> DESCRIPTION OF THE TASK: Among the records below, which lines contain the string "format"? Report them.

> DATASET RECORDS:
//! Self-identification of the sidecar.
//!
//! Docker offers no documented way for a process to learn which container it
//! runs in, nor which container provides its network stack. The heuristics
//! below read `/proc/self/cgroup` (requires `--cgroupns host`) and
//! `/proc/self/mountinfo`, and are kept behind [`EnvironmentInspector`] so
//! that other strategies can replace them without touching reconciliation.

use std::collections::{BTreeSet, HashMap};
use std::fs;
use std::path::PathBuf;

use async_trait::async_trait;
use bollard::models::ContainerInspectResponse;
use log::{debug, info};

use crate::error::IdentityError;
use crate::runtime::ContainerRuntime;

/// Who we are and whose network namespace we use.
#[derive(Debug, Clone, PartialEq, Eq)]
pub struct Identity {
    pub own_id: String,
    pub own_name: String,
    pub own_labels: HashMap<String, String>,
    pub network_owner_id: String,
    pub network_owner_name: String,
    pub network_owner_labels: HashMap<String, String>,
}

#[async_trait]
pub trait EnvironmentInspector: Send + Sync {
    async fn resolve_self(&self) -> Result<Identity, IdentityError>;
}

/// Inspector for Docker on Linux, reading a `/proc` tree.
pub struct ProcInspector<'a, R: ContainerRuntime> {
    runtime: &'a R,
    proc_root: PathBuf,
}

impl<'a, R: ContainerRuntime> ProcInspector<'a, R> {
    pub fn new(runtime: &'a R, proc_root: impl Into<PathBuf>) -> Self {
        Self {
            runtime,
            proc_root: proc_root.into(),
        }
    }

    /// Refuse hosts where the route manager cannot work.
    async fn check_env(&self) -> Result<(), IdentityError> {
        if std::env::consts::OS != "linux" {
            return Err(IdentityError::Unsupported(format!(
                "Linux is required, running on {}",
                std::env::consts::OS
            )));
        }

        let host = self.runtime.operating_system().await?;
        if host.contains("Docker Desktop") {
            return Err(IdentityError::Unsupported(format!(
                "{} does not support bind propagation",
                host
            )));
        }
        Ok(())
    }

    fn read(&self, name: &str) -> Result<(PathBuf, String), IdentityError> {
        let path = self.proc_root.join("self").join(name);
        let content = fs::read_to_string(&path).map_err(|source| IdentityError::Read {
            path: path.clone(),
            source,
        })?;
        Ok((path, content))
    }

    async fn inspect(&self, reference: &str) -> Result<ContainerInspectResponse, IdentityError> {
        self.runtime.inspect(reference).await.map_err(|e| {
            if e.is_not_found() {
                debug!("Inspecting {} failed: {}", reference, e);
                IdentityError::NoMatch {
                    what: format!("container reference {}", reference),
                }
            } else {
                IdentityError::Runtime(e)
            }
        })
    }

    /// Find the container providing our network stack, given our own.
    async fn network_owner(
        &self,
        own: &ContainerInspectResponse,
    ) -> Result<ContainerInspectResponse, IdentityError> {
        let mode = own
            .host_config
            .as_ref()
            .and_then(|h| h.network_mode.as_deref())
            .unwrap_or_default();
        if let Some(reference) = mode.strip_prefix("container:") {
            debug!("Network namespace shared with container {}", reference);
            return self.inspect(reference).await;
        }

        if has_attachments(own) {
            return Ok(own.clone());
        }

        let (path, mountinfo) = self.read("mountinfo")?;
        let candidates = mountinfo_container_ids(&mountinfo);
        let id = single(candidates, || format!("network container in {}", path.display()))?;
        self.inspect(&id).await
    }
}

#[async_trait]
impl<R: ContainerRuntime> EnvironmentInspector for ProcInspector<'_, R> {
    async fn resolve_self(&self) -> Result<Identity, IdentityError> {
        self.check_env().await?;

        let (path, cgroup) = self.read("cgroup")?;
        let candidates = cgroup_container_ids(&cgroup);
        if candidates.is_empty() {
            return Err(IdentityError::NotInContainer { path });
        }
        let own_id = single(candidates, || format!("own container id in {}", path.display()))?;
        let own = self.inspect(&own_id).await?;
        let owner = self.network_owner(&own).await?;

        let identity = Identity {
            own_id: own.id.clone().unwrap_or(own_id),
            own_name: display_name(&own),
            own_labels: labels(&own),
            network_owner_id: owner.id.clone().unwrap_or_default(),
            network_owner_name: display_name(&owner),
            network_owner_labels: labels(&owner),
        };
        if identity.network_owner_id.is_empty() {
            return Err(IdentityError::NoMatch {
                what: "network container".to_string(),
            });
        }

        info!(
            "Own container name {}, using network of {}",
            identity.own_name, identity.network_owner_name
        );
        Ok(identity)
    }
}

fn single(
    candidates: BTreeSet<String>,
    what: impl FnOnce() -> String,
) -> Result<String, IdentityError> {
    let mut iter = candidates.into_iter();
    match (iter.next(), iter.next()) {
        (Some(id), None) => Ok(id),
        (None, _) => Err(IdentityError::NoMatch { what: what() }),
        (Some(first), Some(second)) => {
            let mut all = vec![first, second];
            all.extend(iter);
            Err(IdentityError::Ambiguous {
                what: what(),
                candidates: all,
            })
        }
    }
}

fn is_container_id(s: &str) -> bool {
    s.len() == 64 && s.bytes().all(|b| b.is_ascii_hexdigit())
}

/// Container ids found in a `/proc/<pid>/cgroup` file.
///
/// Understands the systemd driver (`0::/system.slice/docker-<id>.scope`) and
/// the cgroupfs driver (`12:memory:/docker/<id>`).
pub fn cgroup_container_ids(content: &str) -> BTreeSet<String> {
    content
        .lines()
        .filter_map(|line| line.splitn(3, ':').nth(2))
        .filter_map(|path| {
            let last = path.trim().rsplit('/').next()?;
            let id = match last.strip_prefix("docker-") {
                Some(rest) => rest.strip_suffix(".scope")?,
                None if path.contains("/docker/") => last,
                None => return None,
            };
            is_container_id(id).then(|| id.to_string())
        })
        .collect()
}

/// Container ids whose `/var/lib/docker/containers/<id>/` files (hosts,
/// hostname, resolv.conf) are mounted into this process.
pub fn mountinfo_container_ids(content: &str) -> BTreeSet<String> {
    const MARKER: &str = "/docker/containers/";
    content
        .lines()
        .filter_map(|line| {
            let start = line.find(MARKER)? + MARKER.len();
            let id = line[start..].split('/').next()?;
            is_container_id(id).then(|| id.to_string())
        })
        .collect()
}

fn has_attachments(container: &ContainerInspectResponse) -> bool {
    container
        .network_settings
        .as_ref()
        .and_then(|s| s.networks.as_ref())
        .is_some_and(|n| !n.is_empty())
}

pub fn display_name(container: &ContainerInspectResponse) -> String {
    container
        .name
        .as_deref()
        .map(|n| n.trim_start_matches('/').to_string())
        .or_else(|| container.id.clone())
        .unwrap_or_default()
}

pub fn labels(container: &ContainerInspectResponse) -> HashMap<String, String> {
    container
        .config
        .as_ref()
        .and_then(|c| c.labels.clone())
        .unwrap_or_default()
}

> FINISHED TASK:
            return Err(IdentityError::Unsupported(format!(
            return Err(IdentityError::Unsupported(format!(
                    what: format!("container reference {}", reference),
        let id = single(candidates, || format!("network container in {}", path.display()))?;
        let own_id = single(candidates, || format!("own container id in {}", path.display()))?;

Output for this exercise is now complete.